Implicitly reflecting the direction of Den Hartog, Vasella, of Novartis, rejects the recently fashionable style of leadership “that focuses only on the CEO”. Effective leadership, he says, “respects the inter-play… between the board and the executives, between the top and middle management, and between the middle management and the employees”. Certain qualities – result orientation, competitiveness and organisational discipline should be combined with mutual respect, trust and fairness – need to be embedded in the organisation’s DNA. But leaders should understand that the status quo is constantly challenged by acquisitions, structural change and new ‘hires’.

The special challenges of family-owned enterprises

“The family business is a complex system comprising two interdependent sub-systems: the company with its economic logic and organisational rationality on the one hand, and the family with its values, traditions and emotional relationships between members on the other,” according to Hans Hinterhuber, professor of strategic management and strategic leadership at the University of Innsbruck, Austria. Effective connection between these two sub-systems, he argues, is closely linked to international success.

The significance of willpower

Most of us acknowledge our own time-wasting and tendency to be distracted by short-term ‘firefighting’ rather than pursuing our company’s strategic goals. But according to Heike Bruch, director at the Institute for Leadership and HRM, and Wolfgang Jenewein, director of the executive MBA programme, both at the University of St Gallen, Switzerland, research shows that 90 per cent [of managers] squander their time on all sorts of ineffective activities.
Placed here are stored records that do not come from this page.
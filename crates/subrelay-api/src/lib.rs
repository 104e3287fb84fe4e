//! HTTP front end of the subdomain relay
//!
//! `POST /register` validates the request, runs the registrar on the blocking
//! pool and applies the new configuration when anything changed.

pub mod error;
pub mod handlers;
pub mod models;
pub mod reload;

use axum::{
    routing::{get, post},
    Json, Router,
};
use std::{net::SocketAddr, sync::Arc};
use subrelay_registry::Registrar;
use tower_http::trace::TraceLayer;
use tracing::info;
use utoipa::OpenApi;

pub use error::ApiError;
pub use reload::{NoopReloader, ReloadError, Reloader, SystemdReloader};

/// Application state shared across handlers
pub struct AppState {
    pub registrar: Arc<Registrar>,
    pub reloader: Arc<dyn Reloader>,
}

/// OpenAPI documentation
#[derive(OpenApi)]
#[openapi(
    info(
        title = "Subrelay API",
        version = "0.1.0",
        description = "Register appliances under a subdomain of the relay"
    ),
    paths(handlers::register, handlers::health_check),
    components(schemas(
        models::RegisterRequest,
        models::RegisterResponse,
        models::RegisterData,
        models::ResultKind,
        models::HealthResponse,
    )),
    tags(
        (name = "registration", description = "Appliance registration"),
        (name = "system", description = "System health and info endpoints")
    )
)]
struct ApiDoc;

/// API server configuration
#[derive(Debug, Clone)]
pub struct ApiServerConfig {
    /// Address to bind the API server
    pub bind_addr: SocketAddr,
}

impl Default for ApiServerConfig {
    fn default() -> Self {
        Self {
            bind_addr: SocketAddr::from(([0, 0, 0, 0], 8080)),
        }
    }
}

/// API Server
pub struct ApiServer {
    config: ApiServerConfig,
    state: Arc<AppState>,
}

impl ApiServer {
    pub fn new(
        config: ApiServerConfig,
        registrar: Arc<Registrar>,
        reloader: Arc<dyn Reloader>,
    ) -> Self {
        let state = Arc::new(AppState {
            registrar,
            reloader,
        });

        Self { config, state }
    }

    /// Build the router with all routes
    pub fn build_router(&self) -> Router {
        Router::new()
            .route("/register", post(handlers::register))
            .route("/health", get(handlers::health_check))
            .route("/openapi.json", get(openapi_json))
            .with_state(self.state.clone())
            .layer(TraceLayer::new_for_http())
    }

    /// Serve until ctrl-c
    pub async fn start(self) -> Result<(), anyhow::Error> {
        let router = self.build_router();

        info!("Starting API server on {}", self.config.bind_addr);
        info!(
            "OpenAPI spec: http://{}/openapi.json",
            self.config.bind_addr
        );

        let listener = tokio::net::TcpListener::bind(self.config.bind_addr).await?;

        axum::serve(listener, router)
            .with_graceful_shutdown(async {
                tokio::signal::ctrl_c().await.ok();
                info!("Shutting down API server");
            })
            .await
            .map_err(|e| anyhow::anyhow!("Server error: {}", e))?;

        Ok(())
    }
}

async fn openapi_json() -> Json<utoipa::openapi::OpenApi> {
    Json(ApiDoc::openapi())
}
//! Registration engine for the subdomain relay
//!
//! Binds appliance tokens to fixed tunnel ports and keeps the derived
//! artifacts on disk consistent:
//! - one reverse-proxy site file per (port, subdomain) binding
//! - an `authorized_keys`-style credential file (SSH reverse tunnels), or
//! - a YAML registry of tunnel agents and their ports
//!
//! [`Registrar::register`] is the single entry point that mutates state.

pub mod agents;
pub mod binding;
pub mod config;
pub mod credentials;
pub mod error;
mod fsutil;
pub mod lock;
pub mod reconcile;
pub mod registrar;
pub mod render;
pub mod site_dir;
pub mod tokens;

pub use agents::{AgentDocument, AgentRecord, AgentRegistry};
pub use binding::{Change, Credential, PublicKey, Registration, Scheme, SiteBinding, Subdomain};
pub use config::{AccessConfig, RegistrarConfig, Variant};
pub use credentials::CredentialStore;
pub use error::{RegisterFailure, RegistryError, RegistryResult};
pub use lock::{StateLock, StateLockGuard};
pub use reconcile::{reconcile, Decision};
pub use registrar::{AccessStore, RegisterOutcome, Registrar};
pub use render::SiteTemplate;
pub use site_dir::{Corruption, CorruptionReason, ScanReport, SiteDirectory, SiteIndex, SiteScan};
pub use tokens::{generate_tokens, write_token_file, TokenTable, TokenTableError};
While motivation is part of the problem, both maintain that leaders who want to make things happen rely on a different force – volition.

The widespread tendency to overlook leadership succession

Owain Franks, chairman of PricewaterhouseCoopers’ HR services practice in the UK and a member of the firm’s global leadership team, said: “The most important aspect of succession planning and leadership development is in identifying the needs of the business and building a profile of the type of leader the organisation will need to fit the business strategy. Companies cannot spend too long examining these business needs,” he says. Andrew Kakabadse, deputy director of Cranfield School of Management and professor of international management development, also focused on leadership ‘fit’. Finding this, he believes, requires particular attention to the philosophy of the company, the stage it has reached in the business cycle, and the idiosyncrasies of individual situations.

The benefits of business education, properly applied

Both Herminia Ibarra, chaired professor of organisational behaviour at Insead, in France, and Marshall Young, vice-president of Templeton College, University of Oxford, highlight deficiencies in the current system. Ibarra’s research shows too many executives failing to meet their own and their company sponsor’s expectations because they neglect what happens before a leadership development programme begins, as well as their re-entry into the workplace. Young deplored the ‘remedial’ nature of many programmes, something he puts down to, among other things, excessive job focus and lack of imagination.